Introduction & Context
As a music lover, I want to experience my music in its purest form. The true purest form is live performance, but we can’t always be at concerts so someone created recorded music. Then someone realised that you can’t take a record player or CD player wherever you go so they created compressed audio. There are many different compression formats including MP3, Microsoft’s WMA, Apple’s AAC, Sony’s ATRAC, and Ogg Vorbis. They all have different names and slightly different methods, but the overall concept is the same.
My aim in this series of posts is to explain what happens when you turn a CD into an MP3 or similar compressed format. In most cases, if you put a CD in your computer, PlayStation, Xbox, etc. and “rip” that music to a disc drive or portable music player, there’s a very good chance the music’s been compressed.
Just like it sounds, compressing music is all about squishing the same length of song into a smaller amount of data. A music track of about 3 minutes 30 seconds takes up between 20-30Mb as pure uncompressed audio. That same track can be compressed at “high” quality to about 7Mb. That’s a massive reduction, but you might be wondering what you’re losing to get the file to shrink by two thirds. Over the next few posts I’ll explain the process and the pros / cons of compression in a simple, real-world way so don’t worry if you’re not technically minded – you won’t need to be.
I should add that I’m not a fan of compressing music, but I recognise the need for it if we want portable music so the overall theme of these posts is to understand what you’re sacrificing when you choose compressed music. Once you know what you’re giving up, you can make an informed decision about what you’re willing to sacrifice in order to carry those extra songs. I hope the information is helpful and interesting.
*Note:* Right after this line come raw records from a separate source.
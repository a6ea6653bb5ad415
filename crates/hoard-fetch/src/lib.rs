//! Verified asset downloads for Hoard
//!
//! This crate fetches asset collections into a `PoolStore`: transfers run
//! concurrently with retry and minimum-rate enforcement, bytes are hashed as
//! they stream to a staging file, and only verified files are committed.
//! Progress and per-asset results are delivered through a `FetchTask`.

pub mod events;
pub mod fetcher;
pub mod rate;
pub mod transport;

// Re-export main types
pub use events::{FetchEvent, FetchFailure, FetchSummary, FileEvent, ProgressEvent, ResponseCode};
pub use fetcher::{FetchTask, Fetcher};
pub use rate::RateMonitor;
pub use transport::{ByteStream, HttpTransport, TransferResponse, Transport};

use hoard_core::error::HoardError;

/// Result type for fetch operations
pub type FetchResult<T> = Result<T, HoardError>;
The Physics of Hearing: To understand the impact of compression you need to understand how we hear sound. The process begins with a sound source (like a musical instrument) that creates vibrations in the air. These vibrations travel through the air until they hit our ears. Inside our ears is a thin layer of skin that we know as the ear drum. When the vibrations hit the ear drum, it is pushed around and vibrates in time with the incoming sound. Behind the ear drum are some small bones and our inner ear. The bones get pushed by the ear drum and they vibrate accordingly. As the bones vibrate, they continue to pass the vibrations to our inner ear. You can think of the bones in your ears like the string between two tin can telephones – they just carry a simple vibration.
The inner ear receives the vibrations next and the vibrations “tickle” a bunch of nerves which translate the vibration to a new type of signal for our brain. Don’t worry about the final signal to the brain though, just think about the vibrations until they hit the inner ear. These vibrations are chaotic. They aren’t clear and defined with separate little vibrations for the drums and another set of vibrations for the guitar and another set for the singer, etc. No, the vibrations all pile up and create a big mess of vibration.
A single, perfect note looks like this:
A graph of a perfect note
This type of vibration is impossible to create with a musical instrument (other than a synthesizer) or voice. Here’s the type of vibration created by instruments and voices:
A graph of musical vibrations
Notice the mostly chaotic nature of the vibrations? There are definitely patterns there, but it’s a big mess of different vibrations. What this graph shows us is how our ear drum would move when receiving this music. The higher or lower each line is, the more our ear drum moves. Lines towards the top push our ear drum in. Lines towards the bottom pull our ear drum out. These movements are all tiny (if the music’s not too loud), but enough to send these crazy vibrations through to our ear nerves. The miracle of hearing is that our brain translates this crazy bunch of vibrations into beautiful melodies and harmonies.
Masking: The second key concept to understand is the concept of masking. Masking is the effect of a louder sound making it difficult to hear a quieter sound played at the exact same time. Think about having dinner in a busy restaurant. You might find it difficult to hear what your friends are saying because of the noise in the restaurant – that’s masking. The combined noise of everyone else’s conversations are masking the voice of your friend across the table.
When some clever bunnies wanted to create a way to store music on computers and iPods (or similar devices) they needed to take some data out of our music. The only data in our music is sound, so they had to find a way to take some sounds out of the music. Sounds tricky, yes? That’s where masking comes into play.
Studies showed that people don’t notice when certain individual sounds are removed from the overall musical landscape. In basic terms, if two sounds occur simultaneously, the quieter one can be removed and we don’t really notice. That’s a slight over-simplification, but it sums up the concept. There are very complex mathematical algorithms and formulas that help determine what sounds will and won’t be missed. I don’t even pretend to fully understand those algorithms so I won’t try to explain it. It also doesn’t really matter how the maths works because the key information to understand is that compression involves removing small pieces of the music that you won’t miss (in theory).
End of Part 1
That’s the end of the first section. Hopefully now you understand how we hear and how masking works. In Part 2 I’ll explain how that knowledge applies to compress sound and how it affects what we hear after the compression is done.